Active transport – where the cell must provide metabolic energy
Passive Transport:
1)
Diffusion. This is simple diffusion – where nonpolar and lipid-soluble substances pass through the
membrane from an area of higher concentration to an area of lower concentration. This process is
unassisted. The diffusion directly passes through the lipid bilayer. Diffusion also occurs through the
protein channel.
In diffusion,molecules are disperse evenly. Particles (solutes) tend to distribute themselves evenly
within a solution.
Movement is from high concentration to low concentration, or down
a concentration gradient
Diffusion – occurs when the concentration of a solvent is
different on the opposite sides of a membrane. Diffusion of water
moves down the concentrated gradient of water, from a higher concentration of water to a lower
concentration of water. This allows the passage of some molecules but prevents the passage of other
molecules.
The greater the concentration the faster the rate of diffusion. Diffusion will continue until the
concentration gradient is eliminated
2) Osmosis – is the movement of water across selective permeable membrane from areas of higher
water concentration to areas of lower water concentration. The selective membrane may have
pores large enough for water molecules to pass through and not other molecules
Dissolved substances reduce the concentration of water molecules in a solution. Water moves
down from a high concentration gradient to a low concentration gradient of molecules
3)
Filtration – this passive transport process involves forcing water and solutes through a membrane
by fluid pressure or hydrostatic pressure. A pressure gradient must exist. A solute-containing fluid
is pushed from a high pressure area to a lower pressure area
Active Transport:
This transport process allows substances that are unable to pass by diffusion; usually because the
solutes may be too large. They may not be able to dissolve in the fat core of the membrane. There are
2 common forms of active transport:
1. Solute pumping – chemical exchanges
2. Bulk transport - exocytosis
Active Transport - uses ATP energy to move solutes across a membrane. It also requires the assistance
of carrier proteins.
1) Channel proteins
 Channel proteins: form pores in the lipid bi-layer allowing certain ions to cross the membrane.

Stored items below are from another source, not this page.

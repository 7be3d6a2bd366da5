//! End-to-end scenarios for the concolic engine.

mod common;

use std::collections::BTreeMap;

use veriscan_engine::config::{
    Configuration, EngineMode, ExplorationHeuristic, MergeStrategy,
};
use veriscan_engine::engine::{Engine, EngineStatus};
use veriscan_engine::{Executor, FlatInterface};
use veriscan_smt::Smt;
use veriscan_testgen::TestValue;

fn with_smt(run: impl for<'ctx> FnOnce(&Smt<'ctx>)) {
    let _ = tracing_subscriber::fmt()
        .with_env_filter(tracing_subscriber::EnvFilter::from_default_env())
        .try_init();
    let z3_config = z3::Config::new();
    let z3_context = z3::Context::new(&z3_config);
    run(&Smt::new(&z3_context));
}

#[test]
fn trivial_if_covers_both_branches_with_two_test_cases() {
    with_smt(|smt| {
        let program = common::trivial_if();
        let engine = Engine::new(smt, Configuration::default().with_cycle_bound(1)).unwrap();
        let report = engine.run(&program).unwrap();

        assert_eq!(report.status, EngineStatus::CycleBoundReached);
        assert_eq!(report.test_suite.len(), 2);
        assert_eq!(report.branch_coverage, 1.0);
        assert_eq!(report.statement_coverage, 1.0);

        let mut inputs: Vec<TestValue> = report
            .test_suite
            .test_cases()
            .iter()
            .map(|test_case| test_case.cycle_inputs()[&0]["P.x"])
            .collect();
        inputs.sort_by_key(|value| matches!(value, TestValue::Bool(true)));
        assert_eq!(inputs, vec![TestValue::Bool(false), TestValue::Bool(true)]);
    });
}

#[test]
fn two_cycle_accumulator_covers_all_input_sequences() {
    with_smt(|smt| {
        let program = common::accumulator();
        let config = Configuration::default()
            .with_cycle_bound(2)
            .with_exploration_heuristic(ExplorationHeuristic::DepthFirst);
        let engine = Engine::new(smt, config).unwrap();
        let report = engine.run(&program).unwrap();

        // Four input sequences of length two.
        assert_eq!(report.test_suite.len(), 4);
        let mut sequences: Vec<(bool, bool)> = report
            .test_suite
            .test_cases()
            .iter()
            .map(|test_case| {
                let first = test_case.cycle_inputs()[&0]["P.inc"];
                let second = test_case.cycle_inputs()[&1]["P.inc"];
                match (first, second) {
                    (TestValue::Bool(a), TestValue::Bool(b)) => (a, b),
                    _ => panic!("boolean inputs expected"),
                }
            })
            .collect();
        sequences.sort();
        sequences.dedup();
        assert_eq!(sequences.len(), 4);

        // The counter always starts at its initializer.
        for test_case in report.test_suite.test_cases() {
            assert_eq!(test_case.initial_state()["P.c"], TestValue::Int(0));
        }
    });
}

#[test]
fn call_propagates_outputs_through_the_interface() {
    with_smt(|smt| {
        let program = common::call_with_output();
        let engine = Engine::new(smt, Configuration::default().with_cycle_bound(1)).unwrap();
        let report = engine.run(&program).unwrap();

        // No branches anywhere, so exactly one path.
        assert_eq!(report.test_suite.len(), 1);
        let test_case = &report.test_suite.test_cases()[0];
        // The input is unconstrained; the witness default is zero.
        assert_eq!(test_case.cycle_inputs()[&0]["P.x"], TestValue::Int(0));
        // The callee's state is part of the initial valuations.
        assert_eq!(test_case.initial_state()["P.f.b"], TestValue::Int(0));
    });
}

#[test]
fn call_result_lands_in_the_caller_store() {
    with_smt(|smt| {
        // Re-execute the call scenario step by step and observe the
        // cycle-end concrete store: P.y must equal P.x + 1.
        let program = common::call_with_output();
        let config = Configuration::default().with_cycle_bound(1);
        let engine = Engine::new(smt, config.clone()).unwrap();
        let interface = FlatInterface::new(&program);
        let executor = Executor::new(smt, &program, &interface, &config);

        let mut context = engine.initial_context(&program, &interface).unwrap();
        while context.cycle() == 0 {
            let mut successors = executor.execute(context).unwrap().into_vec();
            assert_eq!(successors.len(), 1);
            context = successors.pop().unwrap();
        }
        let state = context.state();
        let x = Smt::int_from(state.concrete_value("P.x_0__0").unwrap()).unwrap();
        let y = Smt::int_from(state.concrete_value("P.y_1__0").unwrap()).unwrap();
        let b = Smt::int_from(state.concrete_value("P.f.b_1__0").unwrap()).unwrap();
        assert_eq!(b, x + 1);
        assert_eq!(y, x + 1);
    });
}

#[test]
fn merging_at_cycle_end_fuses_the_diamond() {
    with_smt(|smt| {
        let program = common::trivial_if();
        let config = Configuration::default()
            .with_engine_mode(EngineMode::Compositional)
            .with_merge_strategy(MergeStrategy::OnlyAtCycleEnd)
            .with_cycle_bound(1);
        let engine = Engine::new(smt, config).unwrap();
        let report = engine.run(&program).unwrap();

        // Both branches still count as covered, but the two paths reach
        // the exit as a single merged context.
        assert_eq!(report.branch_coverage, 1.0);
        assert_eq!(report.test_suite.len(), 1);
    });
}

#[test]
fn over_approximating_mode_explores_the_fully_symbolic_state() {
    with_smt(|smt| {
        let program = common::trivial_if();
        let config = Configuration::default()
            .with_engine_mode(EngineMode::OverApproximating)
            .with_cycle_bound(1);
        let engine = Engine::new(smt, config).unwrap();
        let report = engine.run(&program).unwrap();

        // Everything starts truly symbolic and the merger is active, so
        // the branch still covers fully and the paths fuse at the exit.
        assert_eq!(report.branch_coverage, 1.0);
        assert_eq!(report.statement_coverage, 1.0);
        assert_eq!(report.test_suite.len(), 1);
    });
}

#[test]
fn unreachable_branch_hints_are_honored() {
    with_smt(|smt| {
        let program = common::trivial_if();
        let mut hints = BTreeMap::new();
        hints.insert(("P".to_string(), 0), (true, false));
        let config = Configuration::default()
            .with_cycle_bound(1)
            .with_unreachable_branches(hints);
        let engine = Engine::new(smt, config).unwrap();
        let report = engine.run(&program).unwrap();

        assert_eq!(report.test_suite.len(), 1);
        let test_case = &report.test_suite.test_cases()[0];
        assert_eq!(test_case.cycle_inputs()[&0]["P.x"], TestValue::Bool(true));
        // The pruned side left the coverage universe.
        assert_eq!(report.branch_coverage, 1.0);
    });
}

#[test]
fn zero_cycle_bound_emits_an_empty_suite() {
    with_smt(|smt| {
        let program = common::trivial_if();
        let engine = Engine::new(smt, Configuration::default().with_cycle_bound(0)).unwrap();
        let report = engine.run(&program).unwrap();
        assert_eq!(report.status, EngineStatus::CycleBoundReached);
        assert_eq!(report.cycles_completed, 0);
        assert!(report.test_suite.is_empty());
    });
}

#[test]
fn inputless_programs_still_produce_initial_valuations() {
    with_smt(|smt| {
        let program = common::inputless_counter();
        let engine = Engine::new(smt, Configuration::default().with_cycle_bound(2)).unwrap();
        let report = engine.run(&program).unwrap();

        assert_eq!(report.test_suite.len(), 1);
        let test_case = &report.test_suite.test_cases()[0];
        assert_eq!(test_case.initial_state()["P.c"], TestValue::Int(0));
        assert!(test_case.cycle_inputs()[&0].is_empty());
    });
}

#[test]
fn unsatisfiable_branch_sides_are_not_forked() {
    with_smt(|smt| {
        let program = common::constant_branch();
        let engine = Engine::new(smt, Configuration::default().with_cycle_bound(1)).unwrap();
        let report = engine.run(&program).unwrap();

        // Only the constant-true side is explorable.
        assert_eq!(report.test_suite.len(), 1);
        assert_eq!(report.branch_coverage, 0.5);
    });
}

#[test]
fn path_constraints_stay_satisfiable_and_witnessed() {
    with_smt(|smt| {
        // Step the trivial-if program manually and check, at every step,
        // that each live context's concrete store is a model of its own
        // path constraint.
        let program = common::trivial_if();
        let config = Configuration::default().with_cycle_bound(1);
        let engine = Engine::new(smt, config.clone()).unwrap();
        let interface = FlatInterface::new(&program);
        let executor = Executor::new(smt, &program, &interface, &config);

        let mut live = vec![engine.initial_context(&program, &interface).unwrap()];
        for _ in 0..8 {
            let mut next = Vec::new();
            for context in live.drain(..) {
                if context.cycle() > 0 {
                    continue;
                }
                for successor in executor.execute(context).unwrap().into_vec() {
                    let state = successor.state();
                    // Path constraint alone is satisfiable.
                    let closed = state.closed_path_constraint(smt);
                    assert!(smt.check(&closed).unwrap().is_some());
                    // The concrete store satisfies it.
                    let mut witnessed = closed;
                    for (name, value) in state.concrete_entries() {
                        let constant = if value.as_bool().is_some() {
                            z3::ast::Dynamic::from_ast(&smt.bool_constant(name))
                        } else {
                            z3::ast::Dynamic::from_ast(&smt.int_constant(name))
                        };
                        witnessed
                            .push(z3::ast::Ast::_eq(&constant, value));
                    }
                    assert!(
                        smt.check(&witnessed).unwrap().is_some(),
                        "concrete store contradicts the path constraint"
                    );
                    next.push(successor);
                }
            }
            if next.is_empty() {
                break;
            }
            live = next;
        }
    });
}

#[test]
fn bounded_loops_run_to_their_exit() {
    with_smt(|smt| {
        let program = common::bounded_loop();
        let engine = Engine::new(smt, Configuration::default().with_cycle_bound(1)).unwrap();
        let report = engine.run(&program).unwrap();

        // The loop condition is fully determined, so there is exactly
        // one path through the three iterations.
        assert_eq!(report.test_suite.len(), 1);
        let valuations =
            veriscan_engine::replay(smt, &program, &report.test_suite.test_cases()[0]).unwrap();
        assert_eq!(valuations[0]["P.i"], TestValue::Int(3));
    });
}

#[test]
fn nondeterministic_assignments_open_both_branches() {
    with_smt(|smt| {
        let program = common::nondet_assign();
        let engine = Engine::new(smt, Configuration::default().with_cycle_bound(1)).unwrap();
        let report = engine.run(&program).unwrap();

        // The havocked value drives the branch both ways, but it is not
        // part of the test-case surface, so the scenarios collapse into
        // the shared initial valuations.
        assert_eq!(report.branch_coverage, 1.0);
        assert_eq!(report.test_suite.len(), 1);
    });
}

#[test]
fn replaying_derived_cases_reproduces_the_predicted_outputs() {
    with_smt(|smt| {
        // Every generated scenario, re-executed concretely, must drive
        // the program to the outputs its path predicted.
        let program = common::trivial_if();
        let engine = Engine::new(smt, Configuration::default().with_cycle_bound(1)).unwrap();
        let report = engine.run(&program).unwrap();
        assert_eq!(report.test_suite.len(), 2);

        for test_case in report.test_suite.test_cases() {
            let valuations = veriscan_engine::replay(smt, &program, test_case).unwrap();
            assert_eq!(valuations.len(), 1);
            let expected = match test_case.cycle_inputs()[&0]["P.x"] {
                TestValue::Bool(true) => TestValue::Int(1),
                TestValue::Bool(false) => TestValue::Int(2),
                TestValue::Int(_) => panic!("boolean input expected"),
            };
            assert_eq!(valuations[0]["P.y"], expected);
        }
    });
}

#[test]
fn replaying_the_accumulator_counts_the_true_inputs() {
    with_smt(|smt| {
        let program = common::accumulator();
        let engine = Engine::new(smt, Configuration::default().with_cycle_bound(2)).unwrap();
        let report = engine.run(&program).unwrap();
        assert_eq!(report.test_suite.len(), 4);

        for test_case in report.test_suite.test_cases() {
            let valuations = veriscan_engine::replay(smt, &program, test_case).unwrap();
            assert_eq!(valuations.len(), 2);
            let trues = test_case
                .cycle_inputs()
                .values()
                .flat_map(|inputs| inputs.values())
                .filter(|value| matches!(value, TestValue::Bool(true)))
                .count() as i64;
            assert_eq!(valuations[1]["P.c"], TestValue::Int(trues));
        }
    });
}

#[test]
fn generated_suites_round_trip_through_xml() {
    with_smt(|smt| {
        let directory = tempfile::tempdir().unwrap();
        let program = common::trivial_if();
        let config = Configuration::default()
            .with_cycle_bound(1)
            .with_test_suite_output(directory.path());
        let engine = Engine::new(smt, config).unwrap();
        let report = engine.run(&program).unwrap();
        assert_eq!(report.test_suite.len(), 2);

        let recovered = veriscan_testgen::TestSuite::read_xml(directory.path()).unwrap();
        assert_eq!(recovered, report.test_suite);
    });
}

#[test]
fn versions_are_monotone_within_a_cycle() {
    with_smt(|smt| {
        let program = common::accumulator();
        let config = Configuration::default().with_cycle_bound(1);
        let engine = Engine::new(smt, config.clone()).unwrap();
        let interface = FlatInterface::new(&program);
        let executor = Executor::new(smt, &program, &interface, &config);

        let mut context = engine.initial_context(&program, &interface).unwrap();
        let mut last_version = context.state().version("P.c");
        loop {
            let mut successors = executor.execute(context).unwrap().into_vec();
            // Follow the concrete path only.
            let successor = successors.remove(0);
            if successor.cycle() > 0 {
                break;
            }
            let version = successor.state().version("P.c");
            assert!(version >= last_version);
            last_version = version;
            context = successor;
        }
    });
}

These channel proteins are specialized and allow only particular ions to pass: for example,
potassium K+, sodium Na+, and calcium Ca++
 Protein carriers: during active transport, the protein carriers grab onto a specific molecule on
one side of the membrane and carries it to the other side. Protein carriers bind to the specific
protein molecules it carries through – such as amino acid, hormone molecule.
The binding triggers a change in the shape of the carrier that allows the molecule to pass
through the protein and cross the membrane
Active Transport Processes – solute pumping
2) Exocytosis
3) Endocytosis – extracellular substances are engulfed by enclosing in a membranous vescicle.
There are 2 types:
1. Phagocytosis - cell eating
2. Pinocytosis – cell drinking
Cell Membrane Permeability
Most plasma membranes are highly permeable to water. Water flowing through is dependent
upon the concentration (tonicity) on either side of the cell membrane (Tonicity of Water)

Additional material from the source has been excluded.